Nie wieder Dalaran.....


----------



## Famenio (27. September 2010)

Azuran schrieb:


> Ich glaube einige meckern ohne zu denken.
> Zu cata werdet ihr denke ich nicht mehr als haupt raid nach icc gehn.
> ihr werdet eure neuen daylis in den neuen/alten hauptstädten haben. (zumindest nicht in nordend oder scherbenwelt)
> und und und.


Aber das Städtereisen ist über einen zentralen Punkt einfacher.
Wenn der in Dala ist, kann man von Dala aus immernoch überall hin wo man hin will.
Auch wenn man hauptsächlich in OG ist, komm man per Ruhestein nach Dala
noch schneller z.B. nach UC statt aufn Zeppelin zu warten.

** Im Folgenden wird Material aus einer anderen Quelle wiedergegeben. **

//! Core domain: match configuration and shared simulation resources.

use bevy::prelude::*;
use rand::{Rng, SeedableRng};
use rand_chacha::ChaCha8Rng;

/// Match-level configuration fixed before the first tick.
#[derive(Resource, Debug)]
pub struct MatchConfig {
    /// Seed for the deterministic roll stream.
    pub seed: u64,
}

impl Default for MatchConfig {
    fn default() -> Self {
        Self {
            seed: rand::rng().random(),
        }
    }
}

/// Deterministic roll source for every probabilistic decision in the
/// simulation (AI action choice, deflect homing, callout jitter).
/// Seeded from [`MatchConfig`], replaceable by tests.
#[derive(Resource)]
pub struct FightRng(pub ChaCha8Rng);

impl FightRng {
    pub fn seeded(seed: u64) -> Self {
        Self(ChaCha8Rng::seed_from_u64(seed))
    }

    /// Uniform roll in `[0, 1)`.
    pub fn roll(&mut self) -> f32 {
        self.0.random()
    }
}

/// Which of the two rival difficulty phases the fight is in.
#[derive(Resource, Debug, Clone, Copy, PartialEq, Eq)]
pub struct FightPhase(pub u8);

impl Default for FightPhase {
    fn default() -> Self {
        Self(1)
    }
}

impl FightPhase {
    pub fn is_second(self) -> bool {
        self.0 == 2
    }
}

/// Countdown timers driving the cinematic phases, all in ticks.
#[derive(Resource, Debug)]
pub struct CinematicTimers {
    pub intro: u32,
    pub pre_fight: u32,
    pub approach: u32,
    pub transition: u32,
}

impl Default for CinematicTimers {
    fn default() -> Self {
        Self {
            intro: 180,
            pre_fight: 300,
            approach: 450,
            transition: 0,
        }
    }
}

/// Request to rebuild the match state for a fresh fight.
#[derive(Debug)]
pub struct MatchResetEvent {
    /// 1 starts with the full cinematic intro; 2 drops straight into the
    /// second fight phase (checkpoint restart).
    pub start_phase: u8,
}

impl bevy::ecs::message::Message for MatchResetEvent {}
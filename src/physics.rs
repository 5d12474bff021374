//! Deterministic per-tick kinematics for fighters.
//!
//! Each actor's resolver integrates its own motion inside its slot of the
//! tick; motion simply does not happen for an actor whose clock is frozen.

use bevy::prelude::*;

use crate::combat::components::{Fighter, Velocity};
use crate::content::ArenaTuning;

/// Gravity plus position integration, then ground snap. Transforms are
/// center-anchored, so the feet sit at `translation.y - height / 2`.
pub fn integrate(arena: &ArenaTuning, fighter: &Fighter, tf: &mut Transform, vel: &mut Velocity) {
    vel.0.y -= arena.gravity;
    tf.translation.x += vel.0.x;
    tf.translation.y += vel.0.y;

    let stand_y = arena.ground_y + fighter.height / 2.0;
    if tf.translation.y < stand_y {
        tf.translation.y = stand_y;
        vel.0.y = 0.0;
    }
}

/// Clamp a fighter's center into the arena.
pub fn clamp_x(arena: &ArenaTuning, fighter: &Fighter, tf: &mut Transform) {
    let half = fighter.width / 2.0;
    tf.translation.x = tf.translation.x.clamp(half, arena.width - half);
}

/// Feet-within-epsilon ground test.
pub fn on_ground(arena: &ArenaTuning, fighter: &Fighter, tf: &Transform) -> bool {
    let stand_y = arena.ground_y + fighter.height / 2.0;
    (tf.translation.y - stand_y).abs() < 1.0
}

#[cfg(test)]
mod tests {
    use super::*;

    fn fighter() -> Fighter {
        Fighter {
            width: 40.0,
            height: 80.0,
        }
    }

    #[test]
    fn gravity_pulls_airborne_fighter_down() {
        let arena = ArenaTuning::default();
        let mut tf = Transform::from_xyz(100.0, 300.0, 0.0);
        let mut vel = Velocity(Vec2::ZERO);

        integrate(&arena, &fighter(), &mut tf, &mut vel);

        assert!(vel.0.y < 0.0);
        assert!(tf.translation.y < 300.0);
    }

    #[test]
    fn ground_snap_zeroes_vertical_velocity() {
        let arena = ArenaTuning::default();
        let mut tf = Transform::from_xyz(100.0, 41.0, 0.0);
        let mut vel = Velocity(Vec2::new(0.0, -20.0));

        integrate(&arena, &fighter(), &mut tf, &mut vel);

        assert_eq!(tf.translation.y, 40.0);
        assert_eq!(vel.0.y, 0.0);
        assert!(on_ground(&arena, &fighter(), &tf));
    }

    #[test]
    fn horizontal_clamp_respects_fighter_width() {
        let arena = ArenaTuning::default();
        let mut tf = Transform::from_xyz(-50.0, 40.0, 0.0);
        clamp_x(&arena, &fighter(), &mut tf);
        assert_eq!(tf.translation.x, 20.0);

        tf.translation.x = 5000.0;
        clamp_x(&arena, &fighter(), &mut tf);
        assert_eq!(tf.translation.x, arena.width - 20.0);
    }
}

Mir ist es eigentlich egal, ob Portale oder nicht.
Muss man sich halt dran gewöhnen.
Aber neues ist immer gut. so kommt auch altes Feeling wieder auf 


			Dieser Inhalt steht nur eingeloggten Mitgliedern zur Verfügung.


----------



## Deepender (27. September 2010)

cataboom schrieb:


> Wir wärs hier http://www.buffed.de...e-Stadt-Portale zu diskutieren anstatt einen extra Beitrag zu eröffnen!?



super ;D nr.1 




			Dieser Inhalt steht nur eingeloggten Mitgliedern zur Verfügung.


----------



## Azuran (27. September 2010)

Famenio schrieb:


> Aber das Städtereisen ist über einen zentralen Punkt einfacher.
> Wenn der in Dala ist, kann man von Dala aus immernoch überall hin wo man hin will.
> Auch wenn man hauptsächlich in OG ist, komm man per Ruhestein nach Dala
> noch schneller z.B. nach UC statt aufn Zeppelin zu warten.
> ...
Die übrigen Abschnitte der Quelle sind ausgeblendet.